The Chanakira commission was tasked to improve the city’s financial position. It had incurred an overdraft of $100 million and had debts amounting to $299 million. The commission was also challenged to upgrade the water distribution network, which was estimated to be losing about 30% of the treated water through leakages.
 
“Chanakira suspended all capital projects as a measure to stabilise council’s financial base but the move strained the ageing infrastructure,” one analyst said.


The capital projects that were put on hold included the construction of Kunzwi dam which was expected to be an alternative source of water for Harare. Tawengwa had contracted Biwater of the United Kingdom to do a feasibility study, mobilise funds and construct the dam on a build, operate and transfer basis. Up to now no follow up has been made.


Firle sewarage treatment plant was one of the projects which were suspended. Its construction would have greatly reduced the volume of raw sewerage that flows into Manyame river and Lake Chivero.


The appointment of the commission resulted in the death of the Inner City Partnership, an Old Mutual initiative to involve large corporates in the general maintenance of the city.

Donors’ also suspended their assistance to Harare demanding the restoration of a democratically-elected leadership at Town House.

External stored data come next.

//! The validated, immutable settings for one run.

use crate::cli::Cli;
use crate::dispatcher::Spooler;
use crate::error::AppError;
use crate::layout::{BarSpec, PageSize};
use rand::rngs::StdRng;
use rand::SeedableRng;
use std::path::PathBuf;

#[derive(Debug, Clone)]
pub struct Config {
    pub printer: String,
    pub page_size: PageSize,
    pub bars: BarSpec,
    pub debug: bool,
    pub output: Option<PathBuf>,
    pub seed: Option<u64>,
    pub spooler: Spooler,
}

impl Config {
    /// Validates the command line.
    ///
    /// Bars that are not strictly positive, or whose group would not fit on the selected
    /// page, are rejected here so that no file is created for an impossible layout.
    pub fn from_cli(cli: &Cli) -> Result<Self, AppError> {
        let bars = BarSpec::new(cli.bar_width, cli.bar_height)?;
        bars.placement_range(cli.page_size)?;

        Ok(Self {
            printer: cli.printer.clone(),
            page_size: cli.page_size,
            bars,
            debug: cli.debug,
            output: cli.output.clone(),
            seed: cli.seed,
            spooler: Spooler::new(&cli.spooler),
        })
    }

    /// The random source for bar placement: seeded when requested, from entropy otherwise.
    pub fn rng(&self) -> StdRng {
        match self.seed {
            Some(seed) => StdRng::seed_from_u64(seed),
            None => StdRng::from_entropy(),
        }
    }
}
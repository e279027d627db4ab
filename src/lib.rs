//! The main library for the `nozzle-exerciser` application.
//!
//! This crate generates a one-page PDF with four solid CMYK bars at a random position
//! and submits it to a printer, so that every ink channel fires at least once.
//! The primary entry point is the `run` function, which takes the parsed CLI arguments
//! and executes the whole run.
//!
//! The library is structured into several modules:
//! - `cli`: Defines the command-line interface.
//! - `config`: Validates the command line into an immutable run configuration.
//! - `layout`: Page sizes, bar geometry and random placement.
//! - `composer`: Serializes a placed bar group into a PDF file.
//! - `dispatcher`: Submits the file to the print spooler (`lp`).
//! - `artifact`: Decides whether the generated file is removed after printing.
//! - `logger`: Diagnostics on stderr.
//! - `error`: Defines the application's custom error type.

use anyhow::{Context, Result};
use tracing::info;

pub mod artifact;
pub mod cli;
pub mod composer;
pub mod config;
pub mod dispatcher;
pub mod error;
pub mod layout;
pub mod logger;

use crate::artifact::OutputArtifact;
use crate::cli::Cli;
use crate::config::Config;

/// The main entry point for the application logic.
///
/// This function orchestrates the entire process:
/// 1.  It validates the arguments, rejecting bars that cannot fit on the page.
/// 2.  It writes the test page to the requested or a temporary path. A temporary file
///     that could not be written is removed again.
/// 3.  Unless in debug mode, it submits the page to the printer.
/// 4.  It removes the temporary file once the printer accepted the job.
///
/// A failed submission leaves the file on disk.
///
/// # Errors
///
/// Returns an error if validation, writing, printing or cleanup fails.
pub fn run(cli: &Cli) -> Result<()> {
    // 1. Validate
    let config = Config::from_cli(cli).context("Invalid bar dimensions")?;
    let mut rng = config.rng();

    // 2. Compose the page
    let artifact = OutputArtifact::resolve(config.output.as_deref())?;
    let composed = composer::compose(
        artifact.path(),
        config.page_size,
        config.bars.width_mm,
        config.bars.height_mm,
        &mut rng,
    );
    let path = match composed {
        Ok(path) => path,
        Err(e) => {
            artifact.abandon();
            return Err(e.into());
        }
    };
    println!("Generated test page: {}", path.display());

    if config.debug {
        println!("Debug mode: not printing or deleting the file.");
        return Ok(());
    }

    // 3. Print
    dispatcher::dispatch(&config.spooler, &path, &config.printer)
        .with_context(|| format!("Test page left at {}", path.display()))?;
    println!("Sent to printer: {}", config.printer);
    info!(printer = %config.printer, "test page submitted");

    // 4. Clean up
    if artifact.release()? {
        println!("Temporary file removed.");
    }

    Ok(())
}
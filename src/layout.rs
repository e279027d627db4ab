//! Geometry of the test pattern.
//!
//! Sizes are kept in millimeters and converted to PDF points with [`mm_to_pt`], the same
//! factor for pages and bars, so a group that fits the page in millimeters fits it in
//! points too.

use crate::error::AppError;
use clap::ValueEnum;
use rand::Rng;

/// Points per millimeter.
pub const PT_PER_MM: f64 = 2.83465;

/// Number of bars in a group, one per ink channel.
pub const BAR_COUNT: usize = 4;

pub fn mm_to_pt(mm: f64) -> f64 {
    mm * PT_PER_MM
}

pub fn pt_to_mm(pt: f64) -> f64 {
    pt / PT_PER_MM
}

/// Supported page sizes.
#[derive(ValueEnum, Clone, Copy, Debug, PartialEq, Eq, Default)]
pub enum PageSize {
    #[default]
    #[value(name = "A4", alias = "a4")]
    A4,
    #[value(name = "letter")]
    Letter,
}

impl PageSize {
    /// Page dimensions as `(width, height)` in millimeters.
    pub fn dimensions_mm(self) -> (f64, f64) {
        match self {
            PageSize::A4 => (210.0, 297.0),
            // 8.5 x 11 in
            PageSize::Letter => (215.9, 279.4),
        }
    }

    /// Page dimensions as `(width, height)` in points.
    pub fn dimensions(self) -> (f64, f64) {
        let (width, height) = self.dimensions_mm();
        (mm_to_pt(width), mm_to_pt(height))
    }

    pub fn name(self) -> &'static str {
        match self {
            PageSize::A4 => "A4",
            PageSize::Letter => "letter",
        }
    }
}

/// A single process ink channel.
#[derive(Clone, Copy, Debug, PartialEq, Eq)]
pub enum Ink {
    Cyan,
    Magenta,
    Yellow,
    Black,
}

impl Ink {
    /// Left-to-right drawing order of the bars.
    pub const ORDER: [Ink; BAR_COUNT] = [Ink::Cyan, Ink::Magenta, Ink::Yellow, Ink::Black];

    /// Full coverage of this channel and none of the others, as `(c, m, y, k)`.
    pub fn cmyk(self) -> (f32, f32, f32, f32) {
        match self {
            Ink::Cyan => (1.0, 0.0, 0.0, 0.0),
            Ink::Magenta => (0.0, 1.0, 0.0, 0.0),
            Ink::Yellow => (0.0, 0.0, 1.0, 0.0),
            Ink::Black => (0.0, 0.0, 0.0, 1.0),
        }
    }
}

/// Dimensions shared by every bar, in millimeters.
#[derive(Clone, Copy, Debug, PartialEq)]
pub struct BarSpec {
    pub width_mm: f64,
    pub height_mm: f64,
}

impl BarSpec {
    /// Builds a bar spec, rejecting non-positive or non-finite dimensions.
    pub fn new(width_mm: f64, height_mm: f64) -> Result<Self, AppError> {
        for (dimension, value) in [("width", width_mm), ("height", height_mm)] {
            if !value.is_finite() || value <= 0.0 {
                return Err(AppError::InvalidBarSize { dimension, value });
            }
        }
        Ok(Self {
            width_mm,
            height_mm,
        })
    }

    pub fn bar_width_pt(&self) -> f64 {
        mm_to_pt(self.width_mm)
    }

    pub fn bar_height_pt(&self) -> f64 {
        mm_to_pt(self.height_mm)
    }

    /// Width of the whole group of bars, in points.
    pub fn group_width_pt(&self) -> f64 {
        BAR_COUNT as f64 * self.bar_width_pt()
    }

    pub fn group_height_pt(&self) -> f64 {
        self.bar_height_pt()
    }

    /// The range of valid lower-left offsets as `(max_x, max_y)` in points.
    ///
    /// Fails when the group is wider or taller than the page, since no placement can keep
    /// it inside the page bounds.
    pub fn placement_range(&self, page: PageSize) -> Result<(f64, f64), AppError> {
        let (page_width_mm, page_height_mm) = page.dimensions_mm();
        let group_width_mm = BAR_COUNT as f64 * self.width_mm;
        let group_height_mm = self.height_mm;
        let max_x_mm = page_width_mm - group_width_mm;
        let max_y_mm = page_height_mm - group_height_mm;

        if max_x_mm < 0.0 || max_y_mm < 0.0 {
            return Err(AppError::BarGroupExceedsPage {
                group_width_mm,
                group_height_mm,
                page_width_mm,
                page_height_mm,
            });
        }
        Ok((mm_to_pt(max_x_mm), mm_to_pt(max_y_mm)))
    }
}

/// Lower-left corner of the bar group, in points.
#[derive(Clone, Copy, Debug, PartialEq)]
pub struct Placement {
    pub x: f64,
    pub y: f64,
}

/// One filled rectangle.
#[derive(Clone, Copy, Debug, PartialEq)]
pub struct Bar {
    pub ink: Ink,
    pub x: f64,
    pub y: f64,
    pub width: f64,
    pub height: f64,
}

/// The four bars of a test pattern, placed on a page.
#[derive(Clone, Debug, PartialEq)]
pub struct BarGroup {
    pub page: PageSize,
    pub placement: Placement,
    pub bars: [Bar; BAR_COUNT],
}

impl BarGroup {
    /// Draws a uniformly random placement for `spec` on `page` and lays out the bars.
    pub fn place<R: Rng + ?Sized>(
        page: PageSize,
        spec: BarSpec,
        rng: &mut R,
    ) -> Result<Self, AppError> {
        let (max_x, max_y) = spec.placement_range(page)?;
        let placement = Placement {
            x: rng.gen_range(0.0..=max_x),
            y: rng.gen_range(0.0..=max_y),
        };
        Ok(Self::at(page, spec, placement))
    }

    /// Lays out the bars with the group's lower-left corner at `placement`.
    pub fn at(page: PageSize, spec: BarSpec, placement: Placement) -> Self {
        let width = spec.bar_width_pt();
        let height = spec.bar_height_pt();
        let bars = std::array::from_fn(|slot| Bar {
            ink: Ink::ORDER[slot],
            x: placement.x + slot as f64 * width,
            y: placement.y,
            width,
            height,
        });
        Self {
            page,
            placement,
            bars,
        }
    }
}
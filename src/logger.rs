use tracing_subscriber::{layer::SubscriberExt, util::SubscriberInitExt, EnvFilter};

/// Installs the stderr diagnostics layer. `RUST_LOG` takes precedence over `verbose`.
pub fn init_cli_logger(verbose: bool) {
    let default_directive = if verbose {
        "nozzle_exerciser=debug"
    } else {
        "nozzle_exerciser=warn"
    };
    let filter =
        EnvFilter::try_from_default_env().unwrap_or_else(|_| EnvFilter::new(default_directive));

    tracing_subscriber::registry()
        .with(filter)
        .with(
            tracing_subscriber::fmt::layer()
                .with_writer(std::io::stderr)
                .with_target(false)
                .with_thread_ids(false)
                .with_file(false)
                .with_line_number(false)
                .compact(),
        )
        .init();
}
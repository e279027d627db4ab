use anyhow::Result;
use clap::Parser;
use nozzle_exerciser::cli::Cli;
use nozzle_exerciser::logger::init_cli_logger;

fn main() -> Result<()> {
    // Parse command-line arguments
    let cli = Cli::parse();
    init_cli_logger(cli.verbose);

    // Run the main application logic from the library
    if let Err(e) = nozzle_exerciser::run(&cli) {
        eprintln!("Error: {:#}", e);
        std::process::exit(1);
    }

    Ok(())
}
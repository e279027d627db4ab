use crate::dispatcher::DEFAULT_SPOOLER;
use crate::layout::PageSize;
use clap::Parser;
use std::path::PathBuf;

#[derive(Parser, Debug)]
#[command(
    author,
    version,
    about = "Generate and print a CMYK nozzle exerciser page."
)]
pub struct Cli {
    /// Printer name, as known to CUPS.
    #[arg(long, env = "PRINTER")]
    pub printer: String,

    /// Page size.
    #[arg(long, value_enum, default_value_t = PageSize::A4)]
    pub page_size: PageSize,

    /// Bar width in mm.
    #[arg(long, default_value_t = 7.0)]
    pub bar_width: f64,

    /// Bar height in mm.
    #[arg(long, default_value_t = 40.0)]
    pub bar_height: f64,

    /// Debug mode: only generate and save the PDF, do not print or delete.
    #[arg(long, default_value_t = false)]
    pub debug: bool,

    /// Output PDF filename.
    /// Defaults to a temporary file that is removed after printing.
    #[arg(long)]
    pub output: Option<PathBuf>,

    /// Seed for the bar placement, to reproduce a page exactly.
    #[arg(long)]
    pub seed: Option<u64>,

    /// Print spooling command, invoked as `<spooler> -d <printer> <file>`.
    #[arg(long, default_value = DEFAULT_SPOOLER)]
    pub spooler: String,

    /// Log diagnostics to stderr.
    #[arg(short, long, default_value_t = false)]
    pub verbose: bool,
}
use std::path::PathBuf;
use thiserror::Error;

#[derive(Error, Debug)]
pub enum AppError {
    #[error("Bar {dimension} must be a positive number of millimeters, got {value}")]
    InvalidBarSize { dimension: &'static str, value: f64 },

    #[error(
        "Bar group of {group_width_mm:.1} x {group_height_mm:.1} mm does not fit on a \
         {page_width_mm:.1} x {page_height_mm:.1} mm page"
    )]
    BarGroupExceedsPage {
        group_width_mm: f64,
        group_height_mm: f64,
        page_width_mm: f64,
        page_height_mm: f64,
    },

    #[error("Failed to allocate a temporary file for the test page")]
    TempArtifact(#[source] std::io::Error),

    #[error("Failed to write test page to {path}")]
    ArtifactWrite {
        path: PathBuf,
        #[source]
        source: std::io::Error,
    },

    #[error("Failed to remove temporary file {path}")]
    ArtifactRemove {
        path: PathBuf,
        #[source]
        source: std::io::Error,
    },

    #[error("Could not launch print spooler '{program}'")]
    SpoolerLaunch {
        program: String,
        #[source]
        source: std::io::Error,
    },

    #[error("Error printing file: '{program}' exited with {status} for printer '{printer}'{}", stderr_suffix(.stderr))]
    SpoolerRejected {
        program: String,
        printer: String,
        status: String,
        stderr: String,
    },
}

fn stderr_suffix(stderr: &str) -> String {
    let trimmed = stderr.trim();
    if trimmed.is_empty() {
        String::new()
    } else {
        format!(": {}", trimmed)
    }
}
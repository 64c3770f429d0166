use super::{resolve_reference, MangaProvider};
use crate::config::Config;
use crate::error::FetchError;
use crate::extraction::{ExtractionPipeline, ExtractionStrategy, PageDocument, PipelineOptions};
use crate::helpers::{date_from_timestamp, trim_number};
use crate::http_client::{EnhancedHttpClient, HttpClientConfig};
use crate::logging::RequestLog;
use crate::models::{
    ChapterRecord, ListingCandidate, MangaDetails, PageRecord, Pagination, ProviderKind,
    SearchResults,
};
use crate::similarity::similarity;
use once_cell::sync::Lazy;
use regex::Regex;
use serde::Deserialize;
use serde_json::Value;

pub const DEFAULT_BASE_URL: &str = "https://flamecomics.xyz";
pub const DEFAULT_THRESHOLD: f64 = 0.4;
const CDN_BASE: &str = "https://cdn.flamecomics.xyz/uploads/images/series";
const PAGE_SIZE: usize = 20;
/// Browse entries scoring at least this against the query are kept.
const BROWSE_MIN_SIMILARITY: f64 = 0.3;

static NEXT_DATA_RE: Lazy<Regex> = Lazy::new(|| {
    Regex::new(r#"(?s)<script id="__NEXT_DATA__" type="application/json"[^>]*>(.+?)</script>"#)
        .expect("next data regex")
});
static CDN_RE: Lazy<Regex> = Lazy::new(|| {
    Regex::new(r#"https?://cdn\.flamecomics\.xyz/uploads/images/series/[^"'\s\\<>]+?\.(?:jpe?g|png|webp|avif)"#)
        .expect("flame cdn regex")
});

#[derive(Deserialize, Debug)]
struct NextData {
    props: NextProps,
}

#[derive(Deserialize, Debug)]
struct NextProps {
    #[serde(rename = "pageProps")]
    page_props: PageProps,
}

#[derive(Deserialize, Debug, Default)]
struct PageProps {
    #[serde(default)]
    series: Option<Value>,

    #[serde(default)]
    chapters: Option<Vec<ChapterData>>,

    #[serde(default)]
    chapter: Option<ChapterData>,
}

#[derive(Deserialize, Debug, Clone)]
struct SeriesData {
    series_id: Value,
    title: String,

    #[serde(default, rename = "altTitles")]
    alt_titles: Option<Value>,

    #[serde(default)]
    description: Option<String>,

    #[serde(default)]
    cover: Option<String>,

    #[serde(default)]
    author: Option<Value>,

    #[serde(default)]
    tags: Option<Value>,

    #[serde(default)]
    status: Option<String>,
}

#[derive(Deserialize, Debug, Clone)]
struct ChapterData {
    #[serde(default)]
    series_id: Option<Value>,
    #[serde(default)]
    chapter: Option<Value>,
    #[serde(default)]
    title: Option<String>,
    #[serde(default)]
    token: Option<String>,
    #[serde(default)]
    release_date: Option<i64>,
    #[serde(default)]
    images: Option<Value>,
}

/// Flame Comics - Free scanlation site (Next.js/React app)
pub struct FlameComics {
    base_url: String,
    threshold: f64,
    http: EnhancedHttpClient,
    pipeline: ExtractionPipeline,
}

impl FlameComics {
    pub fn new(
        base_url: &str,
        threshold: f64,
        http_config: HttpClientConfig,
    ) -> Result<Self, reqwest::Error> {
        Ok(Self {
            base_url: base_url.trim_end_matches('/').to_string(),
            threshold,
            http: EnhancedHttpClient::with_config(http_config)?,
            pipeline: pipeline(),
        })
    }

    pub fn from_config(config: &Config) -> Result<Self, reqwest::Error> {
        let kind = ProviderKind::FlameComics;
        Self::new(
            &config.base_url_for(kind, DEFAULT_BASE_URL),
            config.threshold_for(kind, Some(DEFAULT_THRESHOLD)),
            config.http.client_config(),
        )
    }
}

/// The reader payload is authoritative; the standard chain only runs when it
/// is missing.
fn pipeline() -> ExtractionPipeline {
    ExtractionPipeline::standard(PipelineOptions {
        cdn_pattern: Some(CDN_RE.clone()),
        image_selector: None,
    })
    .prepend(ExtractionStrategy::new("next_data", next_data_image_urls))
}

#[async_trait::async_trait]
impl MangaProvider for FlameComics {
    fn id(&self) -> &str {
        ProviderKind::FlameComics.id()
    }

    fn name(&self) -> &str {
        "Flame Comics"
    }

    fn base_url(&self) -> &str {
        &self.base_url
    }

    fn match_threshold(&self) -> f64 {
        self.threshold
    }

    /// The site has no search endpoint; the whole `/browse` index is
    /// filtered and paged here.
    async fn search(
        &self,
        title: &str,
        page: Option<u32>,
        log: &RequestLog,
    ) -> Result<SearchResults, FetchError> {
        let url = format!("{}/browse", self.base_url);
        let html = self.http.get_text(&url).await?;
        let data = extract_next_data(&html).ok_or_else(|| {
            FetchError::parse(&url, "Could not find __NEXT_DATA__ in HTML")
        })?;
        let series = browse_series(&data);
        log.debug(format!("FlameComics: browse index holds {} series", series.len()));
        Ok(filter_browse(series, title, page.unwrap_or(1)))
    }

    async fn get_manga_info(&self, id: &str, log: &RequestLog) -> Result<MangaDetails, FetchError> {
        let url = resolve_reference(&self.base_url, "series", id)?;
        let html = self.http.get_text(&url).await?;
        let data = extract_next_data(&html).ok_or_else(|| {
            FetchError::parse(&url, "Could not find __NEXT_DATA__ in HTML")
        })?;
        let details = parse_details(&data, &self.base_url)
            .ok_or_else(|| FetchError::parse(&url, "series payload missing"))?;
        log.debug(format!("FlameComics: Found {} chapters in pageProps", details.chapters.len()));
        Ok(details)
    }

    async fn fetch_chapter_pages(
        &self,
        chapter_ref: &str,
        log: &RequestLog,
    ) -> Result<Vec<PageRecord>, FetchError> {
        let url = resolve_reference(&self.base_url, "series", chapter_ref)?;
        let html = self.http.get_text(&url).await?;
        let extraction = self.pipeline.extract(&url, &html);
        log.debug(format!(
            "FlameComics: {} pages via {:?}",
            extraction.pages.len(),
            extraction.strategy
        ));
        Ok(extraction.pages)
    }
}

/// Extract __NEXT_DATA__ JSON from Next.js HTML
fn extract_next_data(html: &str) -> Option<PageProps> {
    let json = NEXT_DATA_RE.captures(html)?.get(1)?.as_str();
    match serde_json::from_str::<NextData>(json) {
        Ok(data) => Some(data.props.page_props),
        Err(e) => {
            log::debug!("FlameComics: __NEXT_DATA__ did not decode: {}", e);
            None
        }
    }
}

fn browse_series(props: &PageProps) -> Vec<SeriesData> {
    props
        .series
        .as_ref()
        .and_then(|v| v.as_array())
        .map(|arr| {
            arr.iter()
                .filter_map(|s| serde_json::from_value::<SeriesData>(s.clone()).ok())
                .collect()
        })
        .unwrap_or_default()
}

fn filter_browse(series: Vec<SeriesData>, query: &str, page: u32) -> SearchResults {
    let needle = query.trim().to_lowercase();
    let matching: Vec<ListingCandidate> = series
        .into_iter()
        .filter(|s| {
            let names = std::iter::once(s.title.clone()).chain(alt_titles(s));
            names.into_iter().any(|name| {
                let lower = name.to_lowercase();
                lower.contains(&needle) || similarity(&lower, &needle) >= BROWSE_MIN_SIMILARITY
            })
        })
        .map(|s| candidate_from(&s))
        .collect();

    let page = page.max(1);
    let start = (page as usize - 1) * PAGE_SIZE;
    let has_next_page = matching.len() > start + PAGE_SIZE;
    SearchResults {
        results: matching.into_iter().skip(start).take(PAGE_SIZE).collect(),
        pagination: Some(Pagination {
            current_page: page,
            has_next_page,
        }),
    }
}

fn candidate_from(series: &SeriesData) -> ListingCandidate {
    let id = value_to_string(&series.series_id);
    let mut candidate = ListingCandidate::new(id.clone(), series.title.trim());
    candidate.alternate_titles = alt_titles(series);
    candidate.image = series.cover.as_deref().map(|c| cover_url(&id, c));
    candidate.genres = series.tags.as_ref().map(string_list);
    candidate.authors = series.author.as_ref().map(string_list);
    candidate
}

fn parse_details(props: &PageProps, base_url: &str) -> Option<MangaDetails> {
    let series: SeriesData = serde_json::from_value(props.series.clone()?).ok()?;
    let series_id = value_to_string(&series.series_id);

    let chapter_list: Vec<ChapterRecord> = props
        .chapters
        .iter()
        .flatten()
        .filter_map(|ch| {
            let token = ch.token.as_deref()?;
            let number = ch.chapter.as_ref().map(value_to_string).map(|n| trim_number(&n))?;
            let id = format!("{}/{}", series_id, token);
            Some(ChapterRecord {
                url: format!("{}/series/{}", base_url, id),
                id,
                title: ch
                    .title
                    .clone()
                    .filter(|t| !t.trim().is_empty())
                    .unwrap_or_else(|| format!("Chapter {}", number)),
                number,
                date: ch
                    .release_date
                    .and_then(date_from_timestamp)
                    .unwrap_or_else(|| "Unknown".to_string()),
                generated: None,
            })
        })
        .collect();

    Some(MangaDetails {
        id: series_id.clone(),
        title: series.title.trim().to_string(),
        alternate_titles: alt_titles(&series),
        description: series.description.clone(),
        image: series.cover.as_deref().map(|c| cover_url(&series_id, c)),
        genres: series.tags.as_ref().map(string_list).unwrap_or_default(),
        authors: series.author.as_ref().map(string_list).unwrap_or_default(),
        status: series.status.clone(),
        chapters: crate::chapters::finalize(chapter_list),
    })
}

/// `next_data` strategy: `pageProps.chapter.images` is a map of page index
/// to file name living under the chapter's CDN folder.
pub fn next_data_image_urls(doc: &PageDocument) -> Vec<String> {
    let Some(props) = extract_next_data(doc.raw()) else {
        return Vec::new();
    };
    let Some(chapter) = props.chapter else {
        return Vec::new();
    };
    let (Some(series_id), Some(token)) = (chapter.series_id.as_ref(), chapter.token.as_deref())
    else {
        return Vec::new();
    };
    let folder = format!("{}/{}/{}", CDN_BASE, value_to_string(series_id), token);

    let mut entries: Vec<(u32, String)> = match chapter.images {
        Some(Value::Object(map)) => map
            .iter()
            .filter_map(|(k, v)| Some((k.parse().ok()?, image_name(v)?)))
            .collect(),
        Some(Value::Array(items)) => items
            .iter()
            .enumerate()
            .filter_map(|(i, v)| Some((i as u32, image_name(v)?)))
            .collect(),
        _ => Vec::new(),
    };
    entries.sort_by_key(|(k, _)| *k);
    entries
        .into_iter()
        .map(|(_, name)| format!("{}/{}", folder, name))
        .collect()
}

fn image_name(v: &Value) -> Option<String> {
    match v {
        Value::String(s) => Some(s.clone()),
        Value::Object(m) => m.get("name").and_then(|n| n.as_str()).map(str::to_string),
        _ => None,
    }
}

fn cover_url(series_id: &str, cover: &str) -> String {
    if cover.starts_with("http") {
        cover.to_string()
    } else {
        format!("{}/{}/{}", CDN_BASE, series_id, cover)
    }
}

/// `altTitles` arrives either as an array or as a JSON-encoded string.
fn alt_titles(series: &SeriesData) -> Vec<String> {
    match &series.alt_titles {
        Some(Value::String(s)) => serde_json::from_str::<Vec<String>>(s)
            .unwrap_or_else(|_| vec![s.clone()]),
        Some(v) => string_list(v),
        None => Vec::new(),
    }
    .into_iter()
    .map(|t| t.trim().to_string())
    .filter(|t| !t.is_empty())
    .collect()
}

fn string_list(v: &Value) -> Vec<String> {
    match v {
        Value::Array(items) => items
            .iter()
            .filter_map(|i| i.as_str().map(|s| s.trim().to_string()))
            .collect(),
        Value::String(s) => s
            .split(',')
            .map(|p| p.trim().to_string())
            .filter(|p| !p.is_empty())
            .collect(),
        _ => Vec::new(),
    }
}

fn value_to_string(v: &Value) -> String {
    match v {
        Value::String(s) => s.clone(),
        other => other.to_string(),
    }
}
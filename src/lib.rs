// Library interface for rust_manga_mapper
// The binary and the integration tests both go through these modules

pub mod chapters;
pub mod config;
pub mod error;
pub mod extraction;
pub mod helpers;
pub mod http_client;
pub mod logging;
pub mod matcher;
pub mod metadata;
pub mod models;
pub mod orchestrator;
pub mod similarity;
pub mod sources;

pub use config::Config;
pub use error::{CatalogError, FetchError, MappingError, MatchError};
pub use metadata::{AniListCatalog, CatalogProvider};
pub use orchestrator::Aggregator;
pub use sources::{MangaProvider, ProviderRegistry};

In particular, Germany’s city of Munich suspended its cooperation with Harare citing the deposition of someone democratically elected by the residents. The move threw Harare’s health delivery system into disarray.


Analysts said the major question which remain to be answered is whether the Makwavarara commission can make any difference as it is coming in under almost similar conditions to those obtaining when the Chanakira commission came in. Council services have nosedived over the past two years since the suspension and subsequent dismissal of Mudzuri in April.


As the Makwavarara commission comes in, virtually all of the capital’s infrastructure is in free fall, characterised by burst water pipes, raw sewerage flowing in the high-density residential streets, roads almost inaccessible because of potholes and decomposing refuse mountains posing threats of disease outbreak around the city.


Over the past year when she was Harare acting mayor, Makwavarara has dropped the stakeholders’ consultation system resulting in council coming up with absurd rate increases and policies that have been resisted by residents.
“Council is no longer consulting residents in matters of budgeting as had been the norm but simply imposing its views,” CHRA said.
“Last year council had to be forced to revise its budget downwards because it had not followed the consultation process.


“Half the time Makwavarara has been fighting to keep her position instead of taking the city ahead through getting feedback from residents and responding to their concerns.”


CHRA said the one-man band attitude which Makwavarara has adopted resulted in the city deteriorating further in both infrastructure and financial position.


“Council has been reported bankrupt on two occasions over the past year when Makwavarara has been acting mayor because residents have been refusing to recognise her thereby holding back rate payments, council’s main source of revenue,” CHRA said.